GRoup A StrePtococcus

Brief Summary

Official Title: “Gene Expression in Isolates of Group A Streptococci Recovered From Patients Who Are Carriers”

The purpose of the research is to help understand why some children become carriers of strep and whether children who are carriers need to be treated with antibiotics.

  • Study Type: Observational
  • Study Design: Observational Model: Cohort, Time Perspective: Prospective
  • Study Primary Completion Date: June 2014

Detailed Clinical Trial Description

The objective of this investigation is to develop a method to distinguish children who are acutely infected with GAS from those who are carriers. If the carrier state can be differentiated from acute infection we will be able to avoid unnecessary treatment of children with pharyngitis or other respiratory symptoms from whom GAS are recovered but who are not truly infected with GAS. This will facilitate the primary prevention of acute rheumatic fever globally without enhancing antimicrobial resistance. The specific aim of this study is to identify 30 children with acute pharyngitis due to Group A streptococcus (GAS) and 30 children who are pharyngeal carriers of GAS.

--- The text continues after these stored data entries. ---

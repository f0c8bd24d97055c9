//! Startup configuration
//!
//! All environment lookups happen once, here, before the server starts
//! serving. A missing or malformed value aborts startup with a structured
//! error instead of surfacing as a warning on some later request.

use rust_decimal::Decimal;
use std::env;
use std::str::FromStr;

#[derive(Debug, Clone)]
pub struct AppConfig {
    pub database_url: String,
    pub bind_addr: String,
    /// Base URL of the identity provider used for token introspection
    pub identity_base_url: String,
    /// Shared secret for /api/internal/* callbacks
    pub internal_api_key: String,
    /// Reward credited per qualified referral
    pub referral_reward: Decimal,
    /// Days before a pending referral credit matures to available
    pub referral_maturity_days: i64,
    /// TTL for cached token introspection results
    pub token_cache_ttl_secs: u64,
}

#[derive(Debug)]
pub enum ConfigError {
    Missing(&'static str),
    Invalid(&'static str, String),
}

impl std::fmt::Display for ConfigError {
    fn fmt(&self, f: &mut std::fmt::Formatter<'_>) -> std::fmt::Result {
        match self {
            ConfigError::Missing(key) => write!(f, "Missing required env var: {}", key),
            ConfigError::Invalid(key, value) => {
                write!(f, "Invalid value for {}: {}", key, value)
            }
        }
    }
}

impl std::error::Error for ConfigError {}

fn required(key: &'static str) -> Result<String, ConfigError> {
    env::var(key).map_err(|_| ConfigError::Missing(key))
}

fn parsed<T: FromStr>(key: &'static str, default: &str) -> Result<T, ConfigError> {
    let raw = env::var(key).unwrap_or_else(|_| default.to_string());
    raw.parse::<T>()
        .map_err(|_| ConfigError::Invalid(key, raw))
}

impl AppConfig {
    pub fn from_env() -> Result<Self, ConfigError> {
        Ok(Self {
            database_url: required("DATABASE_URL")?,
            bind_addr: env::var("BIND_ADDR").unwrap_or_else(|_| "0.0.0.0:3000".to_string()),
            identity_base_url: required("IDENTITY_PROVIDER_URL")?,
            internal_api_key: required("INTERNAL_API_KEY")?,
            referral_reward: parsed("REFERRAL_REWARD", "500.00")?,
            referral_maturity_days: parsed("REFERRAL_MATURITY_DAYS", "7")?,
            token_cache_ttl_secs: parsed("TOKEN_CACHE_TTL_SECS", "60")?,
        })
    }
}

#[cfg(test)]
mod tests {
    use super::*;

    #[test]
    fn config_error_names_the_key() {
        let err = ConfigError::Missing("DATABASE_URL");
        assert!(err.to_string().contains("DATABASE_URL"));

        let err = ConfigError::Invalid("REFERRAL_REWARD", "abc".to_string());
        assert!(err.to_string().contains("REFERRAL_REWARD"));
        assert!(err.to_string().contains("abc"));
    }
}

Thirty percent of children 4 to 16 years of age with acute pharyngitis occurring between October and May will have a positive culture or rapid antigen detection test for GAS. Approximately 10-15% of these children with pharyngitis and a positive culture or rapid antigen detection test (RADT) for GAS will be carriers.

Interventions Used in this Clinical Trial

  • Other: Identifying group A strep carriers
    • At study entry and at 14 days: Standard culture for GAS and analysis of mRNA.

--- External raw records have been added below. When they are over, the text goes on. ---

//! SeaORM Entity for cashout requests
//!
//! The balance check happens atomically at creation time and is never
//! retroactively revalidated.

use sea_orm::entity::prelude::*;
use serde::{Deserialize, Serialize};

#[derive(Clone, Debug, PartialEq, DeriveEntityModel, Eq, Serialize, Deserialize)]
#[sea_orm(table_name = "cashout_requests")]
pub struct Model {
    #[sea_orm(primary_key)]
    pub id: i32,
    pub vendor_id: Uuid,
    pub amount: Decimal,
    pub bank_detail_id: i32,
    pub note: Option<String>,
    /// PENDING | PAID | REJECTED
    pub status: String,
    pub created_at: DateTime,
    pub updated_at: DateTime,
}

#[derive(Copy, Clone, Debug, EnumIter, DeriveRelation)]
pub enum Relation {}

impl ActiveModelBehavior for ActiveModel {}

Arms, Groups and Cohorts in this Clinical Trial

  • Rapid Strep Positive
    • Children will be eligible for this study if they are ages 4 to 16 years and have been diagnosed to have acute pharyngitis caused by GAS (with a positive rapid antigen detection test (RADT) and have not been treated with antibiotics in the last 30 days. Children will be excluded if they are allergic to beta lactam antibiotics. Children will be enrolled at either one of two large pediatric practices in Madison, Wisconsin (20 S. Park St or West Clinic) or at the Pediatric Afterhours Clinic at University Station. They will present with acute symptoms of sore throat and fever. A RADT will be used for diagnosis.

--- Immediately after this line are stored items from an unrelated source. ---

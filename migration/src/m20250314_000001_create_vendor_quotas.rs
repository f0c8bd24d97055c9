use sea_orm_migration::prelude::*;

#[derive(DeriveMigrationName)]
pub struct Migration;

#[async_trait::async_trait]
impl MigrationTrait for Migration {
    async fn up(&self, manager: &SchemaManager) -> Result<(), DbErr> {
        manager
            .create_table(
                Table::create()
                    .table(VendorQuotas::Table)
                    .if_not_exists()
                    .col(
                        ColumnDef::new(VendorQuotas::Id)
                            .integer()
                            .not_null()
                            .auto_increment()
                            .primary_key(),
                    )
                    .col(
                        ColumnDef::new(VendorQuotas::VendorId)
                            .uuid()
                            .not_null()
                            .unique_key(),
                    )
                    .col(
                        ColumnDef::new(VendorQuotas::DailyUsed)
                            .integer()
                            .not_null()
                            .default(0),
                    )
                    .col(
                        ColumnDef::new(VendorQuotas::WeeklyUsed)
                            .integer()
                            .not_null()
                            .default(0),
                    )
                    .col(
                        ColumnDef::new(VendorQuotas::YearlyUsed)
                            .integer()
                            .not_null()
                            .default(0),
                    )
                    // Snapshot of the active plan's limits, refreshed on read
                    .col(
                        ColumnDef::new(VendorQuotas::DailyLimit)
                            .integer()
                            .not_null()
                            .default(0),
                    )
                    .col(
                        ColumnDef::new(VendorQuotas::WeeklyLimit)
                            .integer()
                            .not_null()
                            .default(0),
                    )
                    .col(
                        ColumnDef::new(VendorQuotas::YearlyLimit)
                            .integer()
                            .not_null()
                            .default(0),
                    )
                    .col(ColumnDef::new(VendorQuotas::DailyResetAt).timestamp().null())
                    .col(
                        ColumnDef::new(VendorQuotas::WeeklyResetAt)
                            .timestamp()
                            .null(),
                    )
                    .col(
                        ColumnDef::new(VendorQuotas::YearlyResetAt)
                            .timestamp()
                            .null(),
                    )
                    .col(
                        ColumnDef::new(VendorQuotas::CreatedAt)
                            .timestamp()
                            .not_null()
                            .default(SimpleExpr::Keyword(Keyword::CurrentTimestamp)),
                    )
                    .col(
                        ColumnDef::new(VendorQuotas::UpdatedAt)
                            .timestamp()
                            .not_null()
                            .default(SimpleExpr::Keyword(Keyword::CurrentTimestamp)),
                    )
                    .to_owned(),
            )
            .await
    }

    async fn down(&self, manager: &SchemaManager) -> Result<(), DbErr> {
        manager
            .drop_table(Table::drop().table(VendorQuotas::Table).to_owned())
            .await
    }
}

#[derive(Iden)]
enum VendorQuotas {
    Table,
    Id,
    VendorId,
    DailyUsed,
    WeeklyUsed,
    YearlyUsed,
    DailyLimit,
    WeeklyLimit,
    YearlyLimit,
    DailyResetAt,
    WeeklyResetAt,
    YearlyResetAt,
    CreatedAt,
    UpdatedAt,
}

Outcome Measures for this Clinical Trial

Primary Measures

  • Identifying children who are pharyngeal carriers of Group A streptococcus
    • Time Frame: 2 weeks
      Safety Issue?: No

Criteria for Participation in this Clinical Trial

Inclusion Criteria

  • Children ages 4-16 years
  • Positive rapid antigen detection test for group A streptococcus
  • English speaking

Exclusion Criteria

  • Treatment with antibiotics in the last 30 days.
  • Allergic to beta lactam antibiotics.

Gender Eligibility for this Clinical Trial: Both

Minimum Age for this Clinical Trial: 4 Years

Maximum Age for this Clinical Trial: 16 Years

Are Healthy Volunteers Accepted for this Clinical Trial: No

Clinical Trial Investigator Information

  • Lead Sponsor
    • University of Wisconsin, Madison
  • Provider of Information About this Clinical Study
    • Sponsor
  • Overall Official(s)
    • Gregory DeMuri, MD, Principal Investigator, University of Wisconsin, Madison
  • Overall Contact(s)
    • Stacey Moyer, MSN, 608-262-9531, scmoyer@wisc.edu

References

Bisno AL. Acute pharyngitis. N Engl J Med. 2001 Jan 18;344(3):205-11. Review.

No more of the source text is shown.